• Problem statement: Each entry listed below should be reproduced word for word.
*** Opening Provided data ***
//! Export the forecast timeline to CSV or JSON.
//!
//! The export is meant to be easy to consume in spreadsheets or downstream scripts.

use std::fs::File;
use std::io::{BufWriter, Write};
use std::path::Path;

use serde::Serialize;

use crate::domain::TimelineRecord;
use crate::error::{AppError, EXIT_USAGE};

/// Write the timeline as CSV; missing values are empty cells.
pub fn write_timeline_csv(path: &Path, rows: &[TimelineRecord]) -> Result<(), AppError> {
    let file = File::create(path)
        .map_err(|e| AppError::new(EXIT_USAGE, format!("Failed to create export CSV '{}': {e}", path.display())))?;
    let mut out = BufWriter::new(file);
    write_csv(&mut out, rows).map_err(|e| AppError::new(EXIT_USAGE, format!("Failed to write export CSV: {e}")))?;
    out.flush()
        .map_err(|e| AppError::new(EXIT_USAGE, format!("Failed to write export CSV: {e}")))
}

fn write_csv<W: Write>(out: &mut W, rows: &[TimelineRecord]) -> std::io::Result<()> {
    writeln!(out, "date,actual,sarima,xgboost")?;
    for r in rows {
        writeln!(
            out,
            "{},{},{},{}",
            r.date,
            cell(r.actual),
            cell(r.timeseries),
            cell(r.regression)
        )?;
    }
    Ok(())
}

fn cell(v: Option<f64>) -> String {
    v.map(|x| format!("{x:.2}")).unwrap_or_default()
}

/// Write any serializable payload as pretty JSON.
pub fn write_json<T: Serialize>(path: &Path, value: &T) -> Result<(), AppError> {
    let file = File::create(path)
        .map_err(|e| AppError::new(EXIT_USAGE, format!("Failed to create export JSON '{}': {e}", path.display())))?;
    let mut out = BufWriter::new(file);
    serde_json::to_writer_pretty(&mut out, value)
        .map_err(|e| AppError::new(EXIT_USAGE, format!("Failed to write export JSON: {e}")))?;
    writeln!(out).map_err(|e| AppError::new(EXIT_USAGE, format!("Failed to write export JSON: {e}")))?;
    out.flush()
        .map_err(|e| AppError::new(EXIT_USAGE, format!("Failed to write export JSON: {e}")))
}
*** Closing Provided data ***
• Final answer:
//! Export the forecast timeline to CSV or JSON.
//!
//! The export is meant to be easy to consume in spreadsheets or downstream scripts.

use std::fs::File;
use std::io::{BufWriter, Write};
use std::path::Path;

use serde::Serialize;

use crate::domain::TimelineRecord;
use crate::error::{AppError, EXIT_USAGE};

/// Write the timeline as CSV; missing values are empty cells.
pub fn write_timeline_csv(path: &Path, rows: &[TimelineRecord]) -> Result<(), AppError> {
    let file = File::create(path)
        .map_err(|e| AppError::new(EXIT_USAGE, format!("Failed to create export CSV '{}': {e}", path.display())))?;
    let mut out = BufWriter::new(file);
    write_csv(&mut out, rows).map_err(|e| AppError::new(EXIT_USAGE, format!("Failed to write export CSV: {e}")))?;
    out.flush()
        .map_err(|e| AppError::new(EXIT_USAGE, format!("Failed to write export CSV: {e}")))
}

fn write_csv<W: Write>(out: &mut W, rows: &[TimelineRecord]) -> std::io::Result<()> {
    writeln!(out, "date,actual,sarima,xgboost")?;
    for r in rows {
        writeln!(
            out,
            "{},{},{},{}",
            r.date,
            cell(r.actual),
            cell(r.timeseries),
            cell(r.regression)
        )?;
    }
    Ok(())
}

fn cell(v: Option<f64>) -> String {
    v.map(|x| format!("{x:.2}")).unwrap_or_default()
}

/// Write any serializable payload as pretty JSON.
pub fn write_json<T: Serialize>(path: &Path, value: &T) -> Result<(), AppError> {
    let file = File::create(path)
        .map_err(|e| AppError::new(EXIT_USAGE, format!("Failed to create export JSON '{}': {e}", path.display())))?;
    let mut out = BufWriter::new(file);
    serde_json::to_writer_pretty(&mut out, value)
        .map_err(|e| AppError::new(EXIT_USAGE, format!("Failed to write export JSON: {e}")))?;
    writeln!(out).map_err(|e| AppError::new(EXIT_USAGE, format!("Failed to write export JSON: {e}")))?;
    out.flush()
        .map_err(|e| AppError::new(EXIT_USAGE, format!("Failed to write export JSON: {e}")))
}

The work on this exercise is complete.